• **Extracted entries**:
_ _ _ _ _

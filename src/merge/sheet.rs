//! First-sheet spreadsheet I/O.

use std::io::Write;
use std::path::{Path, PathBuf};

use calamine::{open_workbook, Data, Reader, Xlsx};
use rust_decimal::prelude::FromPrimitive;
use rust_decimal::Decimal;
use rust_xlsxwriter::{DocProperties, ExcelDateTime, Format, Workbook, XlsxError};

use crate::error::{PipelineError, Result};

const DEFAULT_SHEET_NAME: &str = "Sheet1";

/// A header row plus data rows, read from the first worksheet of a workbook.
///
/// Rows are rebased to start at `A1` and padded to the header width. Blank
/// rows between data rows are kept as rows; trailing blank rows are not.
#[derive(Debug, Clone, PartialEq)]
pub struct Sheet {
    pub path: PathBuf,
    pub name: String,
    pub header: Vec<String>,
    pub rows: Vec<Vec<Data>>,
}

impl Sheet {
    pub fn read(path: &Path) -> Result<Self> {
        let mut workbook: Xlsx<_> =
            open_workbook(path).map_err(|e| PipelineError::spreadsheet(path, e))?;

        let name = workbook
            .sheet_names()
            .first()
            .cloned()
            .ok_or_else(|| PipelineError::spreadsheet(path, "workbook has no worksheets"))?;
        let range = workbook
            .worksheet_range(&name)
            .map_err(|e| PipelineError::spreadsheet(path, e))?;

        let mut rows = range.rows();
        let header: Vec<String> = rows
            .next()
            .ok_or_else(|| PipelineError::spreadsheet(path, "worksheet has no header row"))?
            .iter()
            .map(|cell| cell.to_string().trim().to_string())
            .collect();

        let mut rows: Vec<Vec<Data>> = rows
            .map(|row| {
                let mut row = row.to_vec();
                row.resize(header.len(), Data::Empty);
                row
            })
            .collect();
        while rows
            .last()
            .is_some_and(|row| row.iter().all(is_blank))
        {
            rows.pop();
        }

        Ok(Self {
            path: path.to_path_buf(),
            name,
            header,
            rows,
        })
    }

    /// Index of the column headed `name`.
    pub fn column(&self, name: &str) -> Result<usize> {
        self.header
            .iter()
            .position(|h| h == name)
            .ok_or_else(|| PipelineError::MissingColumn {
                path: self.path.clone(),
                column: name.to_string(),
            })
    }

    /// Numeric value of a quantity cell. Empty cells have no value.
    ///
    /// `row` is the zero-based data row, reported one-based after the header.
    pub fn quantity(&self, row: usize, column: usize) -> Result<Option<Decimal>> {
        let cell = &self.rows[row][column];
        let invalid = || PipelineError::InvalidCell {
            path: self.path.clone(),
            column: self.header[column].clone(),
            row: row + 2,
            value: cell.to_string(),
        };

        match cell {
            Data::Empty => Ok(None),
            Data::Int(value) => Ok(Some(Decimal::from(*value))),
            Data::Float(value) => Decimal::from_f64(*value)
                .map(|d| Some(d.normalize()))
                .ok_or_else(invalid),
            Data::String(value) if value.trim().is_empty() => Ok(None),
            Data::String(value) => value
                .trim()
                .parse::<Decimal>()
                .map(Some)
                .map_err(|_| invalid()),
            _ => Err(invalid()),
        }
    }

    /// Serialize as a single-sheet workbook.
    ///
    /// The document creation time is pinned so identical sheets produce
    /// identical files.
    pub fn to_xlsx(&self) -> Result<Vec<u8>, XlsxError> {
        let mut workbook = Workbook::new();
        let created = ExcelDateTime::from_ymd(2000, 1, 1)?;
        workbook.set_properties(&DocProperties::new().set_creation_datetime(&created));

        let date_format = Format::new().set_num_format("yyyy-mm-dd hh:mm:ss");
        let worksheet = workbook.add_worksheet();
        if !self.name.is_empty() && self.name != DEFAULT_SHEET_NAME {
            worksheet.set_name(&self.name)?;
        }

        for (col, title) in self.header.iter().enumerate() {
            worksheet.write_string(0, col_index(col)?, title)?;
        }

        for (i, row) in self.rows.iter().enumerate() {
            let row_num = row_index(i + 1)?;
            for (col, cell) in row.iter().enumerate() {
                let col = col_index(col)?;
                match cell {
                    Data::Empty => {}
                    Data::Int(value) => {
                        worksheet.write_number(row_num, col, *value as f64)?;
                    }
                    Data::Float(value) => {
                        worksheet.write_number(row_num, col, *value)?;
                    }
                    Data::Bool(value) => {
                        worksheet.write_boolean(row_num, col, *value)?;
                    }
                    Data::DateTime(value) => {
                        worksheet.write_number_with_format(
                            row_num,
                            col,
                            value.as_f64(),
                            &date_format,
                        )?;
                    }
                    Data::String(value) | Data::DateTimeIso(value) | Data::DurationIso(value) => {
                        worksheet.write_string(row_num, col, value)?;
                    }
                    Data::Error(value) => {
                        worksheet.write_string(row_num, col, value.to_string())?;
                    }
                }
            }
        }

        workbook.save_to_buffer()
    }

    /// Write the workbook to `path` via a temporary sibling file, so a failed
    /// write never leaves a truncated output behind.
    pub fn write_atomic(&self, path: &Path) -> Result<()> {
        let bytes = self
            .to_xlsx()
            .map_err(|e| PipelineError::spreadsheet(path, e))?;

        let parent = match path.parent() {
            Some(parent) if !parent.as_os_str().is_empty() => parent,
            _ => Path::new("."),
        };
        let mut tmp = tempfile::Builder::new()
            .prefix(".stocksync-")
            .suffix(".xlsx.tmp")
            .tempfile_in(parent)
            .map_err(|e| {
                PipelineError::io(format!("Failed to create temp file in {}", parent.display()), e)
            })?;

        tmp.write_all(&bytes)
            .and_then(|()| tmp.as_file().sync_all())
            .map_err(|e| PipelineError::io(format!("Failed to write {}", path.display()), e))?;
        tmp.persist(path)
            .map_err(|e| PipelineError::io(format!("Failed to replace {}", path.display()), e.error))?;

        Ok(())
    }
}

/// Textual identity of a product id cell. Integral numbers render without a
/// fractional part so `101` and `"101"` name the same product.
pub fn product_key(cell: &Data) -> Option<String> {
    match cell {
        Data::Empty => None,
        Data::String(value) => {
            let value = value.trim();
            (!value.is_empty()).then(|| value.to_string())
        }
        Data::Int(value) => Some(value.to_string()),
        Data::Float(value) if value.fract() == 0.0 && value.abs() < 1e15 => {
            Some(format!("{}", *value as i64))
        }
        other => Some(other.to_string()),
    }
}

fn is_blank(cell: &Data) -> bool {
    match cell {
        Data::Empty => true,
        Data::String(value) => value.trim().is_empty(),
        _ => false,
    }
}

fn row_index(i: usize) -> Result<u32, XlsxError> {
    u32::try_from(i).map_err(|_| XlsxError::RowColumnLimitError)
}

fn col_index(i: usize) -> Result<u16, XlsxError> {
    u16::try_from(i).map_err(|_| XlsxError::RowColumnLimitError)
}
mod editor;
mod tools;

use clap::{ArgAction, Parser, Subcommand, ValueEnum};
use editor::ExternalDiffEditor;
use forge_scheduler::{
    ApprovalMode, ChannelObserver, CompletedToolCall, ConfirmationBus,
    ConfirmationHandler, ConsoleConfirmationHandler, NonInteractivePolicy, NoopObserver,
    Scheduler, SchedulerConfig, SchedulerEvent, SchedulerObserver, ToolCallRequest,
    ToolCallSnapshot, ToolCallStatus, scheduler_event_channel,
};
use serde::Deserialize;
use serde_json::{Value, json};
use std::io::IsTerminal;
use std::path::{Path, PathBuf};
use std::process::ExitCode;
use std::sync::Arc;
use tokio_util::sync::CancellationToken;
use tracing_subscriber::{EnvFilter, fmt, layer::SubscriberExt, util::SubscriberInitExt};

const APPROVAL_MODE_ENV: &str = "FORGE_APPROVAL_MODE";

#[derive(Parser, Debug)]
#[command(name = "forge-cli")]
#[command(about = "In-process CLI host for the Forge tool scheduler")]
struct Cli {
    #[command(subcommand)]
    command: Commands,
}

#[derive(Subcommand, Debug)]
enum Commands {
    Run(RunArgs),
    Tools(ToolsArgs),
}

#[derive(clap::Args, Debug)]
struct RunArgs {
    #[arg(long)]
    batch_file: Option<PathBuf>,
    #[arg(long)]
    batch_json: Option<String>,
    #[arg(long, default_value = ".")]
    root: PathBuf,
    #[arg(long)]
    config: Option<PathBuf>,
    #[arg(long)]
    approval_mode: Option<String>,
    #[arg(long)]
    allowlist: Option<PathBuf>,
    #[arg(long, value_enum, default_value_t = ConfirmMode::Auto)]
    confirm: ConfirmMode,
    #[arg(long = "no-stream-events", action = ArgAction::SetTrue)]
    no_stream_events: bool,
    #[arg(long, action = ArgAction::SetTrue)]
    event_json: bool,
}

#[derive(clap::Args, Debug)]
struct ToolsArgs {
    #[arg(long, default_value = ".")]
    root: PathBuf,
    #[arg(long, action = ArgAction::SetTrue)]
    json: bool,
}

#[derive(Clone, Copy, Debug, ValueEnum)]
enum ConfirmMode {
    Auto,
    Console,
    Reject,
    Accept,
}

/// One entry of a batch file. Missing call ids are generated.
#[derive(Debug, Deserialize)]
struct BatchEntry {
    #[serde(default)]
    call_id: Option<String>,
    tool_name: String,
    #[serde(default)]
    arguments: Value,
    #[serde(default)]
    raw_arguments: Option<String>,
}

#[tokio::main(flavor = "current_thread")]
async fn main() -> ExitCode {
    let _ = dotenvy::dotenv();
    init_tracing();

    let cli = Cli::parse();
    let result = match cli.command {
        Commands::Run(args) => run_command(args).await,
        Commands::Tools(args) => tools_command(args),
    };

    match result {
        Ok(code) => code,
        Err(error) => {
            eprintln!("error: {error}");
            ExitCode::from(1)
        }
    }
}

/// Diagnostics go to stderr, filtered by `RUST_LOG` (default `warn`).
fn init_tracing() {
    let filter = EnvFilter::try_from_default_env().unwrap_or_else(|_| EnvFilter::new("warn"));
    let _ = tracing_subscriber::registry()
        .with(filter)
        .with(fmt::layer().with_writer(std::io::stderr).compact())
        .try_init();
}

async fn run_command(args: RunArgs) -> Result<ExitCode, String> {
    let requests = load_batch(args.batch_file.as_deref(), args.batch_json.as_deref())?;
    let config = build_config(&args)?;
    let root = args
        .root
        .canonicalize()
        .map_err(|e| format!("invalid root '{}': {e}", args.root.display()))?;

    let (observer, event_task) = event_stream(!args.no_stream_events, args.event_json);
    let mut builder = Scheduler::builder(Arc::new(tools::local_registry(&root)))
        .config(config.clone())
        .observer(observer);
    if config.interactive {
        let (bus, inbox) = ConfirmationBus::channel();
        let handler: Arc<dyn ConfirmationHandler> = Arc::new(ConsoleConfirmationHandler::new());
        inbox.spawn(handler);
        builder = builder
            .confirmation_bus(bus)
            .editor(Arc::new(ExternalDiffEditor));
    }
    let scheduler = builder.build().map_err(|e| e.to_string())?;

    let cancel = CancellationToken::new();
    let interrupt = tokio::spawn({
        let cancel = cancel.clone();
        async move {
            if tokio::signal::ctrl_c().await.is_ok() {
                eprintln!("interrupted; cancelling tool calls");
                cancel.cancel();
            }
        }
    });

    let completed = scheduler
        .run(requests, cancel)
        .await
        .map_err(|e| e.to_string())?;
    interrupt.abort();
    drop(scheduler);

    if let Some(task) = event_task {
        task.await.map_err(|e| e.to_string())?;
    }

    print_summary(&completed);
    Ok(exit_code_for(&completed))
}

fn tools_command(args: ToolsArgs) -> Result<ExitCode, String> {
    let definitions = tools::local_registry(&args.root).definitions();
    if args.json {
        let json = serde_json::to_string_pretty(&definitions).map_err(|e| e.to_string())?;
        println!("{json}");
    } else {
        for definition in definitions {
            println!("{}: {}", definition.name, definition.description);
        }
    }
    Ok(ExitCode::SUCCESS)
}

fn load_batch(
    batch_file: Option<&Path>,
    batch_json: Option<&str>,
) -> Result<Vec<ToolCallRequest>, String> {
    let raw = match (batch_file, batch_json) {
        (Some(_), Some(_)) => {
            return Err("provide only one of --batch-file or --batch-json".to_string());
        }
        (None, None) => return Err("one of --batch-file or --batch-json is required".to_string()),
        (Some(path), None) => std::fs::read_to_string(path)
            .map_err(|e| format!("failed reading batch file '{}': {e}", path.display()))?,
        (None, Some(raw)) => raw.to_string(),
    };
    let entries: Vec<BatchEntry> =
        serde_json::from_str(&raw).map_err(|e| format!("invalid batch: {e}"))?;
    Ok(entries
        .into_iter()
        .map(|entry| ToolCallRequest {
            call_id: entry
                .call_id
                .unwrap_or_else(|| format!("call_{}", uuid::Uuid::new_v4().simple())),
            tool_name: entry.tool_name,
            arguments: entry.arguments,
            raw_arguments: entry.raw_arguments,
        })
        .collect())
}

/// Settings file, then `FORGE_APPROVAL_MODE`, then flags.
fn build_config(args: &RunArgs) -> Result<SchedulerConfig, String> {
    let mut config = match &args.config {
        Some(path) => SchedulerConfig::from_json_file(path).map_err(|e| e.to_string())?,
        None => SchedulerConfig::default(),
    };
    if let Ok(raw) = std::env::var(APPROVAL_MODE_ENV) {
        config.approval_mode = raw
            .parse::<ApprovalMode>()
            .map_err(|e| format!("{APPROVAL_MODE_ENV}: {e}"))?;
    }
    if let Some(raw) = &args.approval_mode {
        config.approval_mode = raw.parse::<ApprovalMode>()?;
    }
    if let Some(path) = &args.allowlist {
        config.allowlist_path = Some(path.clone());
    }
    match args.confirm {
        ConfirmMode::Auto => config.interactive = config.interactive || is_interactive_terminal(),
        ConfirmMode::Console => config.interactive = true,
        ConfirmMode::Reject => {
            config.interactive = false;
            config.non_interactive_policy = NonInteractivePolicy::Reject;
        }
        ConfirmMode::Accept => {
            config.interactive = false;
            config.non_interactive_policy = NonInteractivePolicy::AutoAccept;
        }
    }
    Ok(config)
}

fn event_stream(
    stream_events: bool,
    event_json: bool,
) -> (Arc<dyn SchedulerObserver>, Option<tokio::task::JoinHandle<()>>) {
    if !stream_events {
        return (Arc::new(NoopObserver), None);
    }

    let (observer, mut rx): (ChannelObserver, _) = scheduler_event_channel();
    let task = tokio::spawn(async move {
        while let Some(event) = rx.recv().await {
            if event_json {
                println!("{}", event_json_line(&event));
            } else {
                print_event_text(&event);
            }
        }
    });
    (Arc::new(observer), Some(task))
}

fn event_json_line(event: &SchedulerEvent) -> Value {
    match event {
        SchedulerEvent::Output { call_id, fragment } => {
            json!({"event": "output", "call_id": call_id, "fragment": fragment})
        }
        SchedulerEvent::Snapshot(calls) => json!({"event": "snapshot", "calls": calls}),
        SchedulerEvent::BatchComplete(calls) => json!({"event": "batch_complete", "calls": calls}),
    }
}

fn print_event_text(event: &SchedulerEvent) {
    match event {
        SchedulerEvent::Output { call_id, fragment } => {
            eprint!("[{call_id}] {fragment}");
        }
        SchedulerEvent::Snapshot(calls) => {
            println!("[event] {}", snapshot_line(calls));
        }
        SchedulerEvent::BatchComplete(calls) => {
            println!("[event] batch complete ({} calls)", calls.len());
        }
    }
}

fn snapshot_line(calls: &[ToolCallSnapshot]) -> String {
    calls
        .iter()
        .map(|call| format!("{}={}", call.request.call_id, status_label(call.status)))
        .collect::<Vec<_>>()
        .join(" ")
}

fn print_summary(completed: &[CompletedToolCall]) {
    for call in completed {
        println!(
            "{} {} {}",
            call.request.call_id,
            call.request.tool_name,
            status_label(call.status)
        );
        let content = match &call.response.content {
            Value::String(text) => text.clone(),
            other => other.to_string(),
        };
        for line in content.lines() {
            println!("  {line}");
        }
    }
}

fn status_label(status: ToolCallStatus) -> &'static str {
    match status {
        ToolCallStatus::Validating => "validating",
        ToolCallStatus::Scheduled => "scheduled",
        ToolCallStatus::AwaitingConfirmation => "awaiting_confirmation",
        ToolCallStatus::Executing => "executing",
        ToolCallStatus::Success => "success",
        ToolCallStatus::Error => "error",
        ToolCallStatus::Cancelled => "cancelled",
    }
}

fn exit_code_for(completed: &[CompletedToolCall]) -> ExitCode {
    if completed
        .iter()
        .all(|call| call.status == ToolCallStatus::Success)
    {
        ExitCode::SUCCESS
    } else {
        ExitCode::from(2)
    }
}

fn is_interactive_terminal() -> bool {
    std::io::stdin().is_terminal() && std::io::stderr().is_terminal()
}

_ _ _ _ _

• **What to produce**: Write out exactly the lines above between the line with "let (observer, event_task)" and the line with "builder = builder", inclusive, and nothing beyond them.

• **Solution for this problem**:
    let (observer, event_task) = event_stream(!args.no_stream_events, args.event_json);
    let mut builder = Scheduler::builder(Arc::new(tools::local_registry(&root)))
        .config(config.clone())
        .observer(observer);
    if config.interactive {
        let (bus, inbox) = ConfirmationBus::channel();
        let handler: Arc<dyn ConfirmationHandler> = Arc::new(ConsoleConfirmationHandler::new());
        inbox.spawn(handler);
        builder = builder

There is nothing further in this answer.